L’inceste est souvent caché, protégé par un silence imposé et la peur des représailles. Cependant, certains signes peuvent indiquer qu’un enfant ou un adulte est victime d’inceste :

  1. Changements Comportementaux : Un enfant victime d’inceste peut manifester des changements soudains dans son comportement, tels que l’agressivité, l’isolement, la régression (par exemple, un retour à des comportements infantiles), ou une peur inexpliquée de certains membres de la famille.

  1. Problèmes Scolaires ou Professionnels : Les difficultés à se concentrer, les chutes de performance scolaire ou professionnelle, et l’absentéisme fréquent peuvent être des indicateurs d’un traumatisme sous-jacent.

  1. Symptômes Physiques : Les douleurs abdominales, les troubles du sommeil, les maux de tête récurrents, et d’autres symptômes somatiques peuvent être des manifestations physiques du stress et du traumatisme liés à l’inceste.

  1. Comportements Sexuels Inappropriés : Un enfant exposé à des actes incestueux peut reproduire des comportements sexuels inappropriés pour son âge, montrant une connaissance anormale ou un intérêt excessif pour les questions sexuelles.

  1. Déclarations ou Allusions : Parfois, l’enfant ou l’adulte peut faire des allusions voilées à l’abus, ou exprimer son malaise de manière indirecte. Il est crucial d’écouter attentivement ces signaux et de prendre toute révélation au sérieux. Souvent, les enfants victimes d’inceste arrivent à le dire, de façon détournée, encore faut-il que les adultes ne se noient pas dans un déni trop épais, taisant pour une longue période la voix de l’enfant. Nous pouvons comprendre qu’il soit difficile de penser, ne serait-ce qu’imaginer que cela puisse se dérouler au sein de sa propre famille…

Soutenir les victimes de l’Inceste.

Le soutien aux survivants de l’inceste nécessite une approche sensible, respectueuse et informée. Voici quelques stratégies clés pour les aider dans leur processus de guérison :

  1. Écoute et Validation : Il est essentiel de créer un espace sûr où les survivants peuvent partager leur histoire sans crainte d’être jugés ou blâmés. Les écouter activement et valider leurs émotions sont des premières étapes cruciales pour leur guérison. (lien psychologie sociale).

  1. Thérapie Traumatique : Un suivi thérapeutique spécialisé, comme la thérapie par l’hypnose, lEMDR(désensibilisation et retraitement par les mouvements oculaires), peut aider les survivants à traiter leur traumatisme et à reconstruire leur vie. (Lien réservez votre séance).

  1. Renforcement de l’Estime de Soi : Travailler sur l’estime de soi et l’identité personnelle est fondamental pour les survivants. Les aider à se voir comme dignes de respect et de bonheur peut les soutenir dans leur parcours de guérison. (lien psychologie sociale)

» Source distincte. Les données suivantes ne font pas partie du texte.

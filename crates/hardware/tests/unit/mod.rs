//! # Unit Components
//!
//! Tests for each part of the machine, leaf components first.


/// Simulator configuration.
pub mod config;




/// Loaders, the cycle loop, dumps, and complete programs.
pub mod sim;

/// Memory and the memory timing unit.
pub mod soc;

  1. Reconstruction des Relations : Les survivants peuvent avoir besoin d’aide pour réapprendre à établir des relations saines, basées sur la confiance et le respect mutuel. Le soutien thérapeutique peut inclure des séances de thérapie individuelle, de couple, ou familiale. (lien réservez votre séance)

  1. Éducation et Sensibilisation : Éduquer les familles, les éducateurs et les professionnels sur les signes de l’inceste et sur la manière de réagir est crucial pour prévenir les abus et intervenir rapidement lorsqu’ils se produisent.

Conclusion

L’inceste est un traumatisme profond qui laisse des séquelles durables sur le plan émotionnel, psychologique et physique. Comprendre ses mécanismes, identifier ses signes et offrir un soutien approprié aux survivants sont des étapes cruciales pour les aider à se reconstruire. En tant que société, nous devons briser le silence autour de l’inceste et créer un environnement où les survivants se sentent en sécurité pour parler, guérir et reconstruire leur vie.

Mots-clés : inceste, abus sexuel familial, conséquences psychologiques, soutien aux victimes, thérapie pour trauma, violence sexuelle, briser le silence, prévention de l’inceste.